Saved data entries:
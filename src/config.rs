// ==================== CONFIGURATION ====================
// Everything comes from the environment (a .env file is loaded first in main).

use std::env;
use thiserror::Error;

#[derive(Debug, Error, PartialEq)]
pub enum ConfigError {
    #[error("{0} must be set")]
    Missing(&'static str),

    #[error("invalid value for {name}: {value}")]
    Invalid { name: &'static str, value: String },
}

#[derive(Debug, Clone, Copy, PartialEq, Eq)]
pub enum StoreBackend {
    Mongo,
    Memory,
}

/// Inclusive bounds for the profile age field.
#[derive(Debug, Clone, Copy, PartialEq, Eq)]
pub struct AgeBounds {
    pub min: i32,
    pub max: i32,
}

impl AgeBounds {
    pub fn contains(&self, age: i32) -> bool {
        (self.min..=self.max).contains(&age)
    }
}

impl Default for AgeBounds {
    fn default() -> Self {
        Self { min: 10, max: 120 }
    }
}

#[derive(Debug, Clone, PartialEq)]
pub struct AppConfig {
    pub host: String,
    pub port: u16,
    pub store_backend: StoreBackend,
    pub database_url: Option<String>,
    pub jwt_secret: String,
    pub age_bounds: AgeBounds,
    pub feed_buffer: usize,
    pub cascade_max_attempts: u32,
    pub purge_sweep_interval_secs: u64,
    pub allowed_origins: Vec<String>,
}

impl AppConfig {
    pub fn from_env() -> Result<Self, ConfigError> {
        Self::from_lookup(|key| env::var(key).ok())
    }

    pub fn from_lookup<F>(lookup: F) -> Result<Self, ConfigError>
    where
        F: Fn(&str) -> Option<String>,
    {
        let store_backend = match lookup("STORE_BACKEND").as_deref().map(str::to_lowercase).as_deref() {
            None | Some("mongo") | Some("mongodb") => StoreBackend::Mongo,
            Some("memory") => StoreBackend::Memory,
            Some(other) => {
                return Err(ConfigError::Invalid { name: "STORE_BACKEND", value: other.to_string() })
            }
        };

        let database_url = lookup("DATABASE_URL");
        if store_backend == StoreBackend::Mongo && database_url.is_none() {
            return Err(ConfigError::Missing("DATABASE_URL"));
        }

        let jwt_secret = lookup("JWT_SECRET")
            .filter(|s| !s.is_empty())
            .ok_or(ConfigError::Missing("JWT_SECRET"))?;

        let age_bounds = AgeBounds {
            min: parse_or(&lookup, "PROFILE_AGE_MIN", 10)?,
            max: parse_or(&lookup, "PROFILE_AGE_MAX", 120)?,
        };
        if age_bounds.min > age_bounds.max {
            return Err(ConfigError::Invalid {
                name: "PROFILE_AGE_MAX",
                value: age_bounds.max.to_string(),
            });
        }

        let allowed_origins = lookup("CORS_ALLOWED_ORIGINS")
            .unwrap_or_else(|| "http://localhost:3000".to_string())
            .split(',')
            .map(str::trim)
            .filter(|s| !s.is_empty())
            .map(String::from)
            .collect();

        Ok(Self {
            host: lookup("HOST").unwrap_or_else(|| "0.0.0.0".to_string()),
            port: parse_or(&lookup, "PORT", 3002)?,
            store_backend,
            database_url,
            jwt_secret,
            age_bounds,
            feed_buffer: parse_or(&lookup, "FEED_BUFFER", 16usize)?.max(1),
            cascade_max_attempts: parse_or(&lookup, "CASCADE_MAX_ATTEMPTS", 3u32)?.max(1),
            // floor of 10s
            purge_sweep_interval_secs: parse_or(&lookup, "PURGE_SWEEP_INTERVAL_SECS", 300u64)?.max(10),
            allowed_origins,
        })
    }
}

fn parse_or<F, T>(lookup: &F, name: &'static str, default: T) -> Result<T, ConfigError>
where
    F: Fn(&str) -> Option<String>,
    T: std::str::FromStr,
{
    match lookup(name) {
        None => Ok(default),
        Some(value) => value
            .trim()
            .parse()
            .map_err(|_| ConfigError::Invalid { name, value }),
    }
}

Assignment
Reproduce the records above word for word.

Output
filename src/config.rs
// ==================== CONFIGURATION ====================
// Everything comes from the environment (a .env file is loaded first in main).

use std::env;
use thiserror::Error;

#[derive(Debug, Error, PartialEq)]
pub enum ConfigError {
    #[error("{0} must be set")]
    Missing(&'static str),

    #[error("invalid value for {name}: {value}")]
    Invalid { name: &'static str, value: String },
}

#[derive(Debug, Clone, Copy, PartialEq, Eq)]
pub enum StoreBackend {
    Mongo,
    Memory,
}

/// Inclusive bounds for the profile age field.
#[derive(Debug, Clone, Copy, PartialEq, Eq)]
pub struct AgeBounds {
    pub min: i32,
    pub max: i32,
}

impl AgeBounds {
    pub fn contains(&self, age: i32) -> bool {
        (self.min..=self.max).contains(&age)
    }
}

impl Default for AgeBounds {
    fn default() -> Self {
        Self { min: 10, max: 120 }
    }
}

#[derive(Debug, Clone, PartialEq)]
pub struct AppConfig {
    pub host: String,
    pub port: u16,
    pub store_backend: StoreBackend,
    pub database_url: Option<String>,
    pub jwt_secret: String,
    pub age_bounds: AgeBounds,
    pub feed_buffer: usize,
    pub cascade_max_attempts: u32,
    pub purge_sweep_interval_secs: u64,
    pub allowed_origins: Vec<String>,
}

impl AppConfig {
    pub fn from_env() -> Result<Self, ConfigError> {
        Self::from_lookup(|key| env::var(key).ok())
    }

    pub fn from_lookup<F>(lookup: F) -> Result<Self, ConfigError>
    where
        F: Fn(&str) -> Option<String>,
    {
        let store_backend = match lookup("STORE_BACKEND").as_deref().map(str::to_lowercase).as_deref() {
            None | Some("mongo") | Some("mongodb") => StoreBackend::Mongo,
            Some("memory") => StoreBackend::Memory,
            Some(other) => {
                return Err(ConfigError::Invalid { name: "STORE_BACKEND", value: other.to_string() })
            }
        };

        let database_url = lookup("DATABASE_URL");
        if store_backend == StoreBackend::Mongo && database_url.is_none() {
            return Err(ConfigError::Missing("DATABASE_URL"));
        }

        let jwt_secret = lookup("JWT_SECRET")
            .filter(|s| !s.is_empty())
            .ok_or(ConfigError::Missing("JWT_SECRET"))?;

        let age_bounds = AgeBounds {
            min: parse_or(&lookup, "PROFILE_AGE_MIN", 10)?,
            max: parse_or(&lookup, "PROFILE_AGE_MAX", 120)?,
        };
        if age_bounds.min > age_bounds.max {
            return Err(ConfigError::Invalid {
                name: "PROFILE_AGE_MAX",
                value: age_bounds.max.to_string(),
            });
        }

        let allowed_origins = lookup("CORS_ALLOWED_ORIGINS")
            .unwrap_or_else(|| "http://localhost:3000".to_string())
            .split(',')
            .map(str::trim)
            .filter(|s| !s.is_empty())
            .map(String::from)
            .collect();

        Ok(Self {
            host: lookup("HOST").unwrap_or_else(|| "0.0.0.0".to_string()),
            port: parse_or(&lookup, "PORT", 3002)?,
            store_backend,
            database_url,
            jwt_secret,
            age_bounds,
            feed_buffer: parse_or(&lookup, "FEED_BUFFER", 16usize)?.max(1),
            cascade_max_attempts: parse_or(&lookup, "CASCADE_MAX_ATTEMPTS", 3u32)?.max(1),
            // floor of 10s
            purge_sweep_interval_secs: parse_or(&lookup, "PURGE_SWEEP_INTERVAL_SECS", 300u64)?.max(10),
            allowed_origins,
        })
    }
}

fn parse_or<F, T>(lookup: &F, name: &'static str, default: T) -> Result<T, ConfigError>
where
    F: Fn(&str) -> Option<String>,
    T: std::str::FromStr,
{
    match lookup(name) {
        None => Ok(default),
        Some(value) => value
            .trim()
            .parse()
            .map_err(|_| ConfigError::Invalid { name, value }),
    }
}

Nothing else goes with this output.